» **Your goal**: Compute how many lines in the entries below contain "adjacent", and output nothing but the number.

*** Opening of Task inputs ***

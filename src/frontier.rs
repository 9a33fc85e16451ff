//! Frontier extraction: border digits, border unknowns and outsiders.
//!
//! The border forms a bipartite graph between clue cells that still have an
//! unknown neighbor and the unknown cells next to them. Local indices into
//! `digits` / `unknowns` are used for all adjacency lists.

use crate::snapshot::Snapshot;
use std::collections::HashMap;

pub struct Frontier {
    /// Clue cells with at least one unknown neighbor.
    pub digits: Vec<usize>,
    /// Unknown cells next to at least one border digit.
    pub unknowns: Vec<usize>,
    /// Unknown cells with no clue neighbor.
    pub outsiders: Vec<usize>,
    /// digit (local) -> adjacent unknowns (local)
    digit_links: Vec<Vec<usize>>,
    /// unknown (local) -> adjacent digits (local)
    unknown_links: Vec<Vec<usize>>,
    /// cell index -> local unknown index
    unknown_slots: HashMap<usize, usize>,
}

impl Frontier {
    pub fn new<C>(snap: &Snapshot<'_, C>) -> Self {
        let mut digits = Vec::new();
        let mut digit_slots: HashMap<usize, usize> = HashMap::new();
        for idx in 0..snap.len() {
            if snap.clue(idx).is_some() && snap.stats(idx).unknown > 0 {
                digit_slots.insert(idx, digits.len());
                digits.push(idx);
            }
        }

        let mut unknowns = Vec::new();
        let mut outsiders = Vec::new();
        let mut unknown_links = Vec::new();
        let mut unknown_slots = HashMap::new();
        let mut digit_links = vec![Vec::new(); digits.len()];

        for u in snap.unknown_cells() {
            let links: Vec<usize> = snap
                .clue_neighbors(u)
                .filter_map(|d| digit_slots.get(&d).copied())
                .collect();
            if links.is_empty() {
                outsiders.push(u);
                continue;
            }
            let slot = unknowns.len();
            for &d in &links {
                digit_links[d].push(slot);
            }
            unknown_slots.insert(u, slot);
            unknowns.push(u);
            unknown_links.push(links);
        }

        Self {
            digits,
            unknowns,
            outsiders,
            digit_links,
            unknown_links,
            unknown_slots,
        }
    }

    pub fn is_empty(&self) -> bool {
        self.unknowns.is_empty()
    }

    /// Border unknowns (local) adjacent to border digit `digit` (local).
    pub fn digit_links(&self, digit: usize) -> &[usize] {
        &self.digit_links[digit]
    }

    /// Border digits (local) adjacent to border unknown `unknown` (local).
    pub fn unknown_links(&self, unknown: usize) -> &[usize] {
        &self.unknown_links[unknown]
    }

    /// Local index of a border unknown, by cell index.
    pub fn unknown_slot(&self, cell: usize) -> Option<usize> {
        self.unknown_slots.get(&cell).copied()
    }
}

*** Close of Task inputs ***

» **Response box**: 4